## Exercise goal:
Give only the number of lines in the records that include the string "direction".

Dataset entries
--------
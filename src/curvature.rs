use crate::math::SheetRect;
use bevy::math::{DVec2, DVec3};
use ndarray::Array2;
use std::f64::consts::SQRT_2;

/// Lookup table resolution used for curved sheets. Flat sheets get a minimal
/// grid since their samples are constant anyway.
pub const CURVATURE_RESOLUTION: usize = 129;
const FLAT_RESOLUTION: usize = 3;

/// Curvature information at one point of a sheet: the curved surface normal
/// and the offset from the flat sheet plane to the curved world position.
#[derive(Clone, Copy, Debug)]
pub struct CurvatureSample {
    pub normal: DVec3,
    pub world_offset: DVec3,
}

/// Maps flat sheet positions onto a curved surface.
///
/// Samples are precomputed on a small grid over the sheet area and
/// interpolated bilinearly, which keeps per tile curvature queries cheap at
/// planetary scale. The degenerate flat model returns the sheet plane normal
/// and a zero offset exactly, without touching the table.
pub struct SheetCurvature {
    area: SheetRect,
    lut: Array2<CurvatureSample>,
    center: DVec3,
    radius: f64,
    is_flat: bool,
}

impl SheetCurvature {
    pub fn flat(area: SheetRect) -> Self {
        // the center still serves as a reference point for data sources
        Self::build(area, true, 0.0, area.center(), FLAT_RESOLUTION)
    }

    /// A sheet curved onto a sphere of the given radius.
    ///
    /// The radius is clamped up to the sheet's half diagonal, the smallest
    /// sphere the sheet can wrap onto without degenerating; anything smaller
    /// would produce NaN geometry later. Without an explicit center the
    /// sphere is placed so that it touches all four sheet corners.
    pub fn curved(area: SheetRect, radius: f64, explicit_center: Option<DVec3>) -> Self {
        let half_diagonal = area.size.max_element() * SQRT_2 * 0.5;
        let radius = radius.max(half_diagonal * 1.001);

        let center = explicit_center.unwrap_or_else(|| {
            area.center()
                - area.normal() * (radius * radius - half_diagonal * half_diagonal).sqrt()
        });

        Self::build(area, false, radius, center, CURVATURE_RESOLUTION)
    }

    fn build(area: SheetRect, is_flat: bool, radius: f64, center: DVec3, resolution: usize) -> Self {
        let texel_size = 1.0 / (resolution - 1) as f64;

        let lut = Array2::from_shape_fn((resolution, resolution), |(row, col)| {
            let uv = DVec2::new(col as f64, row as f64) * texel_size;
            Self::sample_precise(area, is_flat, radius, center, area.position_at(uv))
        });

        Self {
            area,
            lut,
            center,
            radius,
            is_flat,
        }
    }

    fn sample_precise(
        area: SheetRect,
        is_flat: bool,
        radius: f64,
        center: DVec3,
        world_position: DVec3,
    ) -> CurvatureSample {
        if is_flat {
            return CurvatureSample {
                normal: area.normal(),
                world_offset: DVec3::ZERO,
            };
        }

        let normal = (world_position - center).normalize();

        CurvatureSample {
            normal,
            world_offset: center + normal * radius - world_position,
        }
    }

    pub fn is_flat(&self) -> bool {
        self.is_flat
    }

    pub fn area(&self) -> &SheetRect {
        &self.area
    }

    pub fn center(&self) -> DVec3 {
        self.center
    }

    pub fn radius(&self) -> f64 {
        self.radius
    }

    /// Curvature at a position on the sheet plane. Positions outside the
    /// sheet are clamped to its border.
    pub fn sample_at_sheet_pos(&self, position: DVec3) -> CurvatureSample {
        if self.is_flat {
            // exact by construction, flat terrain has no curvature error budget
            return CurvatureSample {
                normal: self.area.normal(),
                world_offset: DVec3::ZERO,
            };
        }

        let uv = self
            .area
            .coords_at(position)
            .clamp(DVec2::ZERO, DVec2::ONE);

        let mut sample = self.sample_bilinear(uv);
        sample.normal = sample.normal.normalize();
        sample
    }

    /// Curvature at an arbitrary world position, e.g. the camera.
    ///
    /// The position is first brought onto the sheet plane: along the
    /// estimated curvature normal if it lies on the near side, or via the
    /// closest sheet point if it sits behind the curvature center where a
    /// projection is meaningless.
    pub fn sample_at_world_pos(&self, position: DVec3) -> CurvatureSample {
        if self.is_flat {
            return self.sample_at_sheet_pos(position);
        }

        let direction = (position - self.center).normalize();

        let on_sheet = if direction.dot(self.area.normal()) > 0.1 {
            self.area.ray_plane_intersection(position, direction)
        } else {
            self.area.closest_point(position)
        };

        self.sample_at_sheet_pos(on_sheet)
    }

    fn sample_bilinear(&self, uv: DVec2) -> CurvatureSample {
        let last = (self.lut.nrows() - 1) as f64;
        let scaled = uv * last;

        let col = (scaled.x as usize).min(self.lut.ncols() - 2);
        let row = (scaled.y as usize).min(self.lut.nrows() - 2);
        let fraction = scaled - DVec2::new(col as f64, row as f64);

        let lerp = |a: CurvatureSample, b: CurvatureSample, amount: f64| CurvatureSample {
            normal: a.normal.lerp(b.normal, amount),
            world_offset: a.world_offset.lerp(b.world_offset, amount),
        };

        let top = lerp(self.lut[(row, col)], self.lut[(row, col + 1)], fraction.x);
        let bottom = lerp(
            self.lut[(row + 1, col)],
            self.lut[(row + 1, col + 1)],
            fraction.x,
        );

        lerp(top, bottom, fraction.y)
    }
}

#[cfg(test)]
mod tests {
    use super::*;
    use itertools::iproduct;

    fn sheet(size: f64) -> SheetRect {
        SheetRect::new(
            DVec3::new(-size * 0.5, 0.0, -size * 0.5),
            DVec3::X,
            DVec3::Z,
            DVec2::splat(size),
        )
    }

    #[test]
    fn flat_curvature_is_exact() {
        let curvature = SheetCurvature::flat(sheet(1024.0));

        for (x, z) in iproduct!([-512.0, -17.3, 0.0, 511.0], [-512.0, 3.7, 512.0]) {
            let sample = curvature.sample_at_sheet_pos(DVec3::new(x, 0.0, z));
            assert_eq!(sample.normal, DVec3::NEG_Y);
            assert_eq!(sample.world_offset, DVec3::ZERO);
        }
    }

    #[test]
    fn curved_samples_lie_on_the_sphere() {
        let radius = 6_000_000.0;
        let area = sheet(2.0 * radius / 3.0_f64.sqrt());
        let center = area.center() + area.normal() * -radius;
        let curvature = SheetCurvature::curved(area, radius, Some(center));

        // table aligned samples interpolate exactly, arbitrary ones within
        // the bilinear chord error of the 129 sample grid
        for (uv, tolerance) in [
            (DVec2::new(0.5, 0.25), 1e-6 * radius),
            (DVec2::new(64.0 / 128.0, 32.0 / 128.0), 1e-9 * radius),
            (DVec2::new(0.123, 0.876), 1e-3 * radius),
            (DVec2::new(1.0, 1.0), 1e-9 * radius),
        ] {
            let position = area.position_at(uv);
            let sample = curvature.sample_at_sheet_pos(position);
            let distance = (position + sample.world_offset - center).length();

            assert!(
                (distance - radius).abs() < tolerance,
                "uv {uv:?}: distance {distance} vs radius {radius}"
            );
        }
    }

    #[test]
    fn world_samples_project_back_onto_the_sheet() {
        let radius = 1000.0;
        let area = sheet(800.0);
        let curvature = SheetCurvature::curved(area, radius, None);

        let position = area.position_at(DVec2::new(0.4, 0.6));
        let on_sheet = curvature.sample_at_sheet_pos(position);

        // a camera hovering above the curved surface resolves to (nearly) the
        // same sample; the small drift stems from the bilinear table lookup
        let camera = position + on_sheet.world_offset + on_sheet.normal * 250.0;
        let from_world = curvature.sample_at_world_pos(camera);

        assert!((from_world.world_offset - on_sheet.world_offset).length() < 0.1);
        assert!(from_world.normal.dot(on_sheet.normal) > 1.0 - 1e-6);
    }

    #[test]
    fn degenerate_radius_is_clamped() {
        let area = sheet(1000.0);
        let curvature = SheetCurvature::curved(area, 1.0, None);

        assert!(curvature.radius() > 500.0);

        let sample = curvature.sample_at_sheet_pos(area.position_at(DVec2::new(0.9, 0.1)));
        assert!(sample.normal.is_finite());
        assert!(sample.world_offset.is_finite());
    }
}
--------
## The completed task:
3